Besondere Aufmerksamkeit widmete er fortan den Flavonoiden, den roten Pflanzenfarbstoffen, sowie dem reichlich enthaltenen Vitamin C. Beides zusammen helfe nicht nur bei der Stärkung der Abwehrkräfte, sondern kann darüber hinaus Entzündungen abschwächen. Für das menschliche Herz-Kreislauf-System sind Flavonoide aber auch deshalb so wichtig, weil sie die Blutgerinnung zu hemmen vermögen. »Dadurch sinkt der oxidative Stress, der zu einer Schädigung der zellulären und extrazellulären Makromoleküle führt, was den Alterungsprozess des Körpers und die Herausbildung von Arteriosklerose beschleunigen kann.«
cholesterin Aber selbst die Wirkung eines Granatapfels lässt sich noch steigern. Und zwar, indem man ihn zusammen mit der Frucht einer anderen, ebenfalls uralten orientalischen Kulturpflanze konsumiert: der Dattel. Diese wiederum steht im Ruf, den Spiegel des schlechten LDL-Cholesterins zu senken, das sich sonst in den Wänden der Arterien einlagert und dort zu Entzündungen und letztendlich zu einer Versteifung der Blutgefäße führt. »Auch das war eigentlich längst bekannt«, so Aviram, der Forscher aus Haifa. »Wir kamen nun auf die Idee, beides zu kombinieren und zu schauen, wie dann die Wirkung aussieht.«
In einer Reihe von Tests an Zellkulturen sowie Mäusen mit Arteriosklerose entdeckte das Forscherteam aus Haifa, dass beim Einsatz einer Mischung aus Granatapfelsaft, dem Fruchtfleisch und den pürierten Kernen von Datteln ein guter Schutz vor der weiteren Ausbildung von Arteriosklerose aufgebaut werden konnte. »Der oxidative Stress konnte in den Arterienwänden um satte 33 Prozent gesenkt werden, und der arterielle Cholesterinspiegel ging um 28 Prozent zurück«, berichtet der Wissenschaftler stolz.
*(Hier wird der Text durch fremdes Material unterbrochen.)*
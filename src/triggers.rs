//! Trigger sources: console input and the face-detector feed.
//!
//! The global hotkey lives in [`crate::hotkeys`]. Every source only produces
//! events; deciding whether a trigger is accepted is the orchestrator's job.

use std::io::{self, BufRead, Write};
use std::process::Stdio;
use std::thread;

use serde::Deserialize;
use tokio::io::{AsyncBufReadExt, BufReader};
use tokio::process::Command;
use tokio::sync::mpsc::UnboundedSender;
use tokio::task::JoinHandle;

use crate::config::DetectionConfig;
use crate::model::CaptureTrigger;

/// Commands typed on the console while a session runs.
#[derive(Debug, Clone, PartialEq)]
pub enum ConsoleCommand {
    /// Empty line: press the shutter.
    Shutter,
    /// Acknowledge the current alert.
    Dismiss,
    /// Resubmit a sealed enrollment batch.
    Submit,
    /// Print the current state.
    Status,
    Help,
    Quit,
}

/// Reads console lines on a background thread.
pub struct ConsoleInput;

impl ConsoleInput {
    /// Start reading stdin, sending parsed commands through `tx`.
    ///
    /// The thread ends on EOF, on a read error, or once the receiver is gone.
    pub fn spawn_listener(tx: UnboundedSender<ConsoleCommand>) {
        thread::spawn(move || {
            let stdin = io::stdin();
            let handle = stdin.lock();

            Self::print_prompt();
            for line in handle.lines() {
                let Ok(input) = line else { break };
                if let Some(cmd) = Self::parse_input(&input) {
                    if tx.send(cmd).is_err() {
                        break;
                    }
                }
                Self::print_prompt();
            }
            // EOF behaves like /quit so the session can wind down.
            let _ = tx.send(ConsoleCommand::Quit);
        });
    }

    /// Parse one line of input.
    ///
    /// An empty line is the shutter. Slash commands are matched case
    /// insensitively; anything else is reported and ignored.
    pub fn parse_input(input: &str) -> Option<ConsoleCommand> {
        let trimmed = input.trim();
        if trimmed.is_empty() {
            return Some(ConsoleCommand::Shutter);
        }

        match trimmed.to_lowercase().as_str() {
            "/dismiss" | "/ok" => Some(ConsoleCommand::Dismiss),
            "/submit" => Some(ConsoleCommand::Submit),
            "/status" => Some(ConsoleCommand::Status),
            "/help" | "?" => Some(ConsoleCommand::Help),
            "/quit" | "/exit" | "q" => Some(ConsoleCommand::Quit),
            _ => {
                println!("Unknown command: {}", trimmed);
                println!("{}", Self::help_text());
                None
            }
        }
    }

    pub fn help_text() -> &'static str {
        "Press Enter to capture. Commands: /dismiss, /submit, /status, /help, /quit"
    }

    fn print_prompt() {
        print!("> ");
        let _ = io::stdout().flush();
    }
}

/// One line of detector output in JSON form.
#[derive(Debug, Deserialize)]
struct DetectorLine {
    faces: usize,
}

/// Parse a detector line into a face count.
///
/// Accepts a bare integer (`1`) or JSON (`{"faces": 1}`).
pub fn parse_face_count(line: &str) -> Option<usize> {
    let line = line.trim();
    if line.is_empty() {
        return None;
    }
    if let Ok(count) = line.parse::<usize>() {
        return Some(count);
    }
    serde_json::from_str::<DetectorLine>(line)
        .ok()
        .map(|parsed| parsed.faces)
}

/// Automatic triggers from an external face-detector process.
///
/// The detector prints one line per analysed frame. Every line reporting at
/// least one face becomes an `Automatic` trigger, so a face held in view
/// produces a continuous stream that the orchestrator gates.
pub struct DetectorFeed {
    program: String,
    args: Vec<String>,
}

impl DetectorFeed {
    pub fn new(program: impl Into<String>, args: Vec<String>) -> Self {
        Self {
            program: program.into(),
            args,
        }
    }

    /// Build a feed from config, if a detector command is configured.
    pub fn from_config(config: &DetectionConfig) -> Option<Self> {
        config
            .command
            .as_ref()
            .filter(|c| !c.trim().is_empty())
            .map(|c| Self::new(c.clone(), config.args.clone()))
    }

    /// Run the detector, forwarding triggers until it exits or `tx` closes.
    pub fn spawn(self, tx: UnboundedSender<CaptureTrigger>) -> JoinHandle<()> {
        tokio::spawn(async move {
            if let Err(e) = self.run(tx).await {
                log::warn!("Face detector '{}' failed: {}", self.program, e);
            }
        })
    }

    async fn run(&self, tx: UnboundedSender<CaptureTrigger>) -> io::Result<()> {
        let mut child = Command::new(&self.program)
            .args(&self.args)
            .stdin(Stdio::null())
            .stdout(Stdio::piped())
            .stderr(Stdio::inherit())
            .kill_on_drop(true)
            .spawn()?;
        log::info!("Face detector '{}' started", self.program);

        let stdout = child
            .stdout
            .take()
            .ok_or_else(|| io::Error::new(io::ErrorKind::Other, "detector stdout not captured"))?;
        let mut lines = BufReader::new(stdout).lines();

        while let Some(line) = lines.next_line().await? {
            match parse_face_count(&line) {
                Some(count) if count > 0 => {
                    if tx.send(CaptureTrigger::Automatic).is_err() {
                        break;
                    }
                }
                Some(_) => {}
                None => log::debug!("Ignoring detector output: {}", line),
            }
        }

        let status = child.wait().await?;
        log::info!("Face detector exited with {}", status);
        Ok(())
    }
}
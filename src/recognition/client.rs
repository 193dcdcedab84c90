//! RecognitionClient - handles communication with the recognition service.

use std::time::Duration;

use async_trait::async_trait;
use serde::de::DeserializeOwned;
use serde::Deserialize;

use super::Recognizer;
use crate::model::{
    EnrollOutcome, EnrollmentBatch, LogType, Punch, RecognitionRequest, RecognitionResult,
};

/// Default timeout for HTTP requests (30 seconds).
pub const DEFAULT_TIMEOUT: Duration = Duration::from_secs(30);

/// Default connection timeout (10 seconds).
pub const DEFAULT_CONNECT_TIMEOUT: Duration = Duration::from_secs(10);

/// Reason reported when the service rejects a face without saying why.
const UNKNOWN_REJECTION: &str = "Face not recognized";

/// Response body of `POST /recognize`.
#[derive(Debug, Deserialize)]
struct RecognizeResponse {
    success: bool,
    #[serde(default)]
    log_type: Option<LogType>,
    #[serde(default)]
    employee_name: Option<String>,
    #[serde(default)]
    employee_id: Option<String>,
    #[serde(default)]
    checkin_name: Option<String>,
    #[serde(default)]
    confidence: Option<f64>,
    #[serde(default)]
    error: Option<String>,
}

/// Response body of `GET /health`.
#[derive(Debug, Clone, PartialEq, Eq, Deserialize)]
pub struct HealthStatus {
    pub status: String,
    #[serde(default)]
    pub model: Option<String>,
}

impl HealthStatus {
    pub fn is_ok(&self) -> bool {
        self.status.eq_ignore_ascii_case("ok")
    }
}

/// Client for the recognition service.
pub struct RecognitionClient {
    base_url: String,
    http_client: reqwest::Client,
}

impl RecognitionClient {
    /// Create a client for the service at `base_url` with default timeouts.
    pub fn new(base_url: impl Into<String>) -> Result<Self, ClientError> {
        Self::with_timeout(base_url, DEFAULT_TIMEOUT)
    }

    /// Create a client with a custom request timeout.
    pub fn with_timeout(base_url: impl Into<String>, timeout: Duration) -> Result<Self, ClientError> {
        let base_url = base_url.into().trim().trim_end_matches('/').to_string();
        if !(base_url.starts_with("http://") || base_url.starts_with("https://")) {
            return Err(ClientError::InvalidBaseUrl(base_url));
        }

        let http_client = reqwest::Client::builder()
            .timeout(timeout)
            .connect_timeout(DEFAULT_CONNECT_TIMEOUT.min(timeout))
            .build()?;

        Ok(Self {
            base_url,
            http_client,
        })
    }

    /// Get the base URL.
    pub fn base_url(&self) -> &str {
        &self.base_url
    }

    fn url(&self, path: &str) -> String {
        format!("{}/{}", self.base_url, path)
    }

    /// Submit one capture for recognition.
    ///
    /// A structured `success: false` answer is a [`RecognitionResult::Failure`],
    /// not an error. The returned punch carries the submitted image as its selfie.
    ///
    /// # Errors
    ///
    /// `ClientError::Transport` if the request fails, `ClientError::Status` for a
    /// non-2xx answer, `ClientError::Protocol` if the body has the wrong shape.
    pub async fn recognize(&self, request: &RecognitionRequest) -> Result<RecognitionResult, ClientError> {
        let response = self
            .http_client
            .post(self.url("recognize"))
            .json(request)
            .send()
            .await?;
        let body: RecognizeResponse = read_json(response).await?;

        if !body.success {
            let reason = body
                .error
                .filter(|e| !e.trim().is_empty())
                .unwrap_or_else(|| UNKNOWN_REJECTION.to_string());
            log::info!("Recognition rejected: {}", reason);
            return Ok(RecognitionResult::Failure { reason });
        }

        let (Some(log_type), Some(employee_id)) = (body.log_type, body.employee_id) else {
            return Err(ClientError::Protocol(
                "successful recognition without log_type or employee_id".to_string(),
            ));
        };
        // The service falls back to the id when it has no display name.
        let employee_name = body.employee_name.unwrap_or_else(|| employee_id.clone());

        log::info!(
            "Recognized {} ({}), punch {}",
            employee_name,
            employee_id,
            log_type
        );
        Ok(RecognitionResult::Success(Punch {
            log_type,
            employee_name,
            employee_id,
            selfie: request.image().to_string(),
            checkin_name: body.checkin_name,
            confidence: body.confidence,
        }))
    }

    /// Submit a sealed enrollment batch.
    ///
    /// # Errors
    ///
    /// Same failure kinds as [`RecognitionClient::recognize`].
    pub async fn enroll(&self, batch: &EnrollmentBatch) -> Result<EnrollOutcome, ClientError> {
        log::info!(
            "Registering {} ({}) with {} images",
            batch.employee_name(),
            batch.employee_id(),
            batch.len()
        );
        let response = self
            .http_client
            .post(self.url("register_multiple"))
            .json(batch)
            .send()
            .await?;
        let outcome: EnrollOutcome = read_json(response).await?;

        if outcome.success {
            log::info!(
                "Registration accepted: saved={:?} failed={:?}",
                outcome.saved,
                outcome.failed
            );
        } else {
            log::warn!("Registration rejected: {:?}", outcome.error);
        }
        Ok(outcome)
    }

    /// Check that the service is up.
    pub async fn health(&self) -> Result<HealthStatus, ClientError> {
        let response = self.http_client.get(self.url("health")).send().await?;
        read_json(response).await
    }
}

#[async_trait]
impl Recognizer for RecognitionClient {
    async fn recognize(&self, request: &RecognitionRequest) -> Result<RecognitionResult, ClientError> {
        RecognitionClient::recognize(self, request).await
    }

    async fn enroll(&self, batch: &EnrollmentBatch) -> Result<EnrollOutcome, ClientError> {
        RecognitionClient::enroll(self, batch).await
    }
}

/// Check the status and decode the body, separating transport from shape errors.
async fn read_json<T: DeserializeOwned>(response: reqwest::Response) -> Result<T, ClientError> {
    let status = response.status();
    if !status.is_success() {
        let body = response
            .text()
            .await
            .unwrap_or_else(|_| "Unknown error".to_string());
        return Err(ClientError::Status {
            status: status.as_u16(),
            body,
        });
    }

    let text = response.text().await?;
    serde_json::from_str(&text).map_err(|e| ClientError::Protocol(e.to_string()))
}

/// Errors that can occur while talking to the recognition service.
#[derive(Debug, thiserror::Error)]
pub enum ClientError {
    #[error("Invalid service URL: {0}")]
    InvalidBaseUrl(String),

    #[error("HTTP request failed: {0}")]
    Transport(#[from] reqwest::Error),

    #[error("Request failed with status code {status}: {body}")]
    Status {
        /// HTTP status code
        status: u16,
        /// Response body, as sent by the server
        body: String,
    },

    #[error("Unexpected response: {0}")]
    Protocol(String),
}

impl ClientError {
    /// Whether the failure happened before a well-formed answer was received.
    pub fn is_transport(&self) -> bool {
        matches!(self, ClientError::Transport(_) | ClientError::Status { .. })
    }
}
Das Risiko, einen Herzinfarkt oder gar einen Schlaganfall zu erleiden, lässt sich durch den täglichen Verzehr von Granatapfelsaft sowie das Essen von Datteln also ohne größeren Aufwand reduzieren. »Ein halbes Glas davon in Kombination mit drei Datteln reicht schon aus.«
Die Kerne lassen sich zwar zu einer Art Paste verarbeiten, wem das jedoch zu aufwendig ist, der ist mit den beiden anderen Früchten schon gut bedient. »Aber die Mischung ist wichtig«, betont Aviram. »Beides separat eingenommen, führt bei Weitem nicht zum gewünschten Erfolg.«
Antioxidantien In Deutschland scheint man Ergebnissen wie denen aus Israel noch ein wenig skeptisch gegenüberzustehen. Zwar zweifelt niemand daran, dass im Granatapfel reichlich Antioxidantien stecken. »Diese Substanzen sollen an den Herzkranzgefäßen eine schützende Wirkung gegenüber LDL-Cholesterin entfalten, welches zur Gefäßverkalkung führt«, erklärte jüngst Professor Wolfram Delius, ein Kardiologe aus München.
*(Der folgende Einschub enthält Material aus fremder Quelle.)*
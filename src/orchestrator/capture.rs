//! CaptureOrchestrator - turns triggers into attendance punches.
//!
//! Every trigger goes through the same gate: it is accepted only while the
//! orchestrator is `Idle`, and dropped otherwise. An accepted trigger runs one
//! pipeline to completion on its own task:
//!
//! ```text
//! Idle -> Capturing -> AwaitingLocation -> Submitting -> Presenting -> CooldownLocked -> Idle
//!            |                 |                |
//!            +-> Idle          +----------------+-> CooldownLocked (alert)
//! ```

use std::sync::{Arc, Mutex, MutexGuard, PoisonError};
use tokio::sync::watch;
use tokio::task::JoinHandle;
use tokio::time::{sleep_until, Instant};

use super::state::{Alert, OrchestratorState, Snapshot, Splash, SplashPhase, Timings};
use crate::capture::MediaCapture;
use crate::feedback::FeedbackPlayer;
use crate::location::LocationProvider;
use crate::model::{CaptureTrigger, Punch, RecognitionRequest, RecognitionResult};
use crate::recognition::{ClientError, Recognizer};
use crate::session::SessionContext;

/// Why an accepted attempt did not produce a punch.
#[derive(Debug, Clone, PartialEq, Eq, thiserror::Error)]
pub enum AttemptError {
    /// No frame was produced. Recovered silently.
    #[error("no frame available")]
    CaptureUnavailable,

    #[error("Unable to fetch GPS location.")]
    LocationUnavailable,

    #[error("{0}")]
    Transport(String),

    #[error("{0}")]
    Protocol(String),

    /// The service answered with a structured failure.
    #[error("{0}")]
    ServiceRejected(String),
}

impl AttemptError {
    /// The alert shown for this failure, if any.
    pub fn alert(&self) -> Option<Alert> {
        match self {
            AttemptError::CaptureUnavailable => None,
            AttemptError::LocationUnavailable => Some(Alert::new("GPS Error", self.to_string())),
            AttemptError::Transport(_) | AttemptError::Protocol(_) => {
                Some(Alert::new("Error", self.to_string()))
            }
            AttemptError::ServiceRejected(_) => Some(Alert::new("Not Recognized", self.to_string())),
        }
    }
}

impl From<ClientError> for AttemptError {
    fn from(e: ClientError) -> Self {
        if e.is_transport() {
            AttemptError::Transport(e.to_string())
        } else {
            AttemptError::Protocol(e.to_string())
        }
    }
}

/// Terminal result of one pipeline run.
pub type AttemptOutcome = Result<Punch, AttemptError>;

struct Inner {
    state: OrchestratorState,
    alert: Option<Alert>,
    attempts: u64,
    submissions: u64,
}

struct Shared {
    session: SessionContext,
    camera: Arc<dyn MediaCapture>,
    location: Arc<dyn LocationProvider>,
    recognizer: Arc<dyn Recognizer>,
    feedback: Arc<dyn FeedbackPlayer>,
    timings: Timings,
    inner: Mutex<Inner>,
    snapshots: watch::Sender<Snapshot>,
}

/// Clone-safe handle to one capture session.
#[derive(Clone)]
pub struct CaptureOrchestrator {
    shared: Arc<Shared>,
}

impl CaptureOrchestrator {
    pub fn new(
        session: SessionContext,
        camera: Arc<dyn MediaCapture>,
        location: Arc<dyn LocationProvider>,
        recognizer: Arc<dyn Recognizer>,
        feedback: Arc<dyn FeedbackPlayer>,
        timings: Timings,
    ) -> Self {
        let (snapshots, _) = watch::channel(Snapshot::default());
        Self {
            shared: Arc::new(Shared {
                session,
                camera,
                location,
                recognizer,
                feedback,
                timings,
                inner: Mutex::new(Inner {
                    state: OrchestratorState::Idle,
                    alert: None,
                    attempts: 0,
                    submissions: 0,
                }),
                snapshots,
            }),
        }
    }

    /// Offer a trigger to the orchestrator.
    ///
    /// Returns the task running the accepted attempt, or `None` when the
    /// trigger was dropped because an attempt, splash or cooldown is active.
    /// Must be called from within a tokio runtime.
    pub fn trigger(&self, trigger: CaptureTrigger) -> Option<JoinHandle<AttemptOutcome>> {
        {
            let mut inner = self.shared.lock();
            if !inner.state.is_idle() {
                log::debug!(
                    "Dropping {} trigger while {:?}",
                    trigger,
                    inner.state.kind()
                );
                return None;
            }
            inner.state = OrchestratorState::Capturing;
            inner.alert = None;
            inner.attempts += 1;
            self.shared.publish(&inner);
        }

        log::info!("Accepted {} trigger", trigger);
        let shared = self.shared.clone();
        Some(tokio::spawn(async move { shared.run_attempt().await }))
    }

    /// Current state.
    pub fn state(&self) -> OrchestratorState {
        self.shared.lock().state.clone()
    }

    /// Current render snapshot.
    pub fn snapshot(&self) -> Snapshot {
        self.shared.snapshots.borrow().clone()
    }

    /// Subscribe to render snapshots.
    pub fn subscribe(&self) -> watch::Receiver<Snapshot> {
        self.shared.snapshots.subscribe()
    }

    /// Acknowledge the current alert.
    pub fn dismiss_alert(&self) {
        let mut inner = self.shared.lock();
        if inner.alert.take().is_some() {
            self.shared.publish(&inner);
        }
    }

    pub fn timings(&self) -> Timings {
        self.shared.timings
    }

    pub fn session(&self) -> &SessionContext {
        &self.shared.session
    }
}

impl Shared {
    fn lock(&self) -> MutexGuard<'_, Inner> {
        self.inner.lock().unwrap_or_else(PoisonError::into_inner)
    }

    fn publish(&self, inner: &Inner) {
        self.snapshots.send_replace(Snapshot {
            state: inner.state.kind(),
            splash: inner.state.splash().cloned(),
            alert: inner.alert.clone(),
            attempts: inner.attempts,
            submissions: inner.submissions,
        });
    }

    fn transition(&self, state: OrchestratorState) {
        let mut inner = self.lock();
        log::debug!("{:?} -> {:?}", inner.state.kind(), state.kind());
        inner.state = state;
        self.publish(&inner);
    }

    async fn run_attempt(self: Arc<Self>) -> AttemptOutcome {
        let mut guard = IdleOnUnwind {
            shared: self.clone(),
            armed: true,
        };
        let outcome = self.attempt().await;
        guard.armed = false;
        outcome
    }

    async fn attempt(&self) -> AttemptOutcome {
        let Some(image) = self.camera.capture().await else {
            // Silent: the next trigger simply tries again.
            self.transition(OrchestratorState::Idle);
            return Err(AttemptError::CaptureUnavailable);
        };

        self.transition(OrchestratorState::AwaitingLocation);
        let Some(fix) = self.location.locate().await else {
            return self.fail(AttemptError::LocationUnavailable).await;
        };

        let request = RecognitionRequest::new(
            self.session.site_id(),
            self.session.device_id(),
            image.clone(),
            fix,
        );
        {
            let mut inner = self.lock();
            inner.state = OrchestratorState::Submitting;
            inner.submissions += 1;
            self.publish(&inner);
        }

        match self.recognizer.recognize(&request).await {
            Ok(RecognitionResult::Success(punch)) => {
                self.feedback.play(punch.log_type);
                self.present(&punch, image).await;
                self.cool_down().await;
                Ok(punch)
            }
            Ok(RecognitionResult::Failure { reason }) => {
                self.fail(AttemptError::ServiceRejected(reason)).await
            }
            Err(e) => {
                log::warn!("Recognition request failed: {}", e);
                self.fail(AttemptError::from(e)).await
            }
        }
    }

    /// Hold the splash for the presentation window.
    async fn present(&self, punch: &Punch, selfie: String) {
        let started = Instant::now();
        let expires_at = started + self.timings.presentation;
        let splash = Splash::new(punch, selfie);
        log::info!(
            "{}: {} ({})",
            splash.title(),
            splash.employee_name,
            splash.employee_id
        );
        self.transition(OrchestratorState::Presenting {
            splash: splash.clone(),
            expires_at,
        });

        sleep_until(started + self.timings.fade_out_at()).await;
        self.transition(OrchestratorState::Presenting {
            splash: Splash {
                phase: SplashPhase::FadingOut,
                ..splash
            },
            expires_at,
        });

        sleep_until(expires_at).await;
    }

    async fn fail(&self, error: AttemptError) -> AttemptOutcome {
        if let Some(alert) = error.alert() {
            log::warn!("{}: {}", alert.title, alert.message);
            let mut inner = self.lock();
            inner.alert = Some(alert);
            self.publish(&inner);
        }
        self.cool_down().await;
        Err(error)
    }

    async fn cool_down(&self) {
        let until = Instant::now() + self.timings.cooldown;
        self.transition(OrchestratorState::CooldownLocked { until });
        sleep_until(until).await;
        self.transition(OrchestratorState::Idle);
    }
}

/// Puts the orchestrator back to Idle if an attempt task panics or is
/// aborted, so later triggers are not locked out.
struct IdleOnUnwind {
    shared: Arc<Shared>,
    armed: bool,
}

impl Drop for IdleOnUnwind {
    fn drop(&mut self) {
        if !self.armed {
            return;
        }
        let mut inner = self.shared.lock();
        log::error!(
            "Attempt ended abnormally while {:?}; returning to idle",
            inner.state.kind()
        );
        inner.state = OrchestratorState::Idle;
        self.shared.publish(&inner);
    }
}

#[cfg(test)]
mod tests {
    use super::*;

    #[test]
    fn test_alert_titles() {
        assert_eq!(AttemptError::CaptureUnavailable.alert(), None);
        assert_eq!(
            AttemptError::LocationUnavailable.alert(),
            Some(Alert::new("GPS Error", "Unable to fetch GPS location."))
        );
        assert_eq!(
            AttemptError::ServiceRejected("No match".to_string()).alert(),
            Some(Alert::new("Not Recognized", "No match"))
        );
        assert_eq!(
            AttemptError::Transport("timeout".to_string()).alert(),
            Some(Alert::new("Error", "timeout"))
        );
    }

    #[test]
    fn test_client_error_mapping() {
        let status = ClientError::Status {
            status: 502,
            body: "bad gateway".to_string(),
        };
        assert!(matches!(AttemptError::from(status), AttemptError::Transport(_)));
        let protocol = ClientError::Protocol("missing field".to_string());
        assert_eq!(
            AttemptError::from(protocol),
            AttemptError::Protocol("Unexpected response: missing field".to_string())
        );
    }
}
Aber ob nun der Genuss der quietsche-roten Früchte wirklich Herz-Kreislauf-Erkrankungen langfristig positiv beeinflussen kann, will er nicht bestätigen. Zu dünn sei die Beweislage derzeit. Aber schaden tut der Granatapfel auf keinen Fall, und lecker ist er zudem. Das beweisen die vielen Rezepte, die es mittlerweile gibt. Ansonsten gilt auch weiterhin: »An apple a day keeps the doctor away.« Mit Gültigkeit künftig auch für »pomegranate«, den Granatapfel.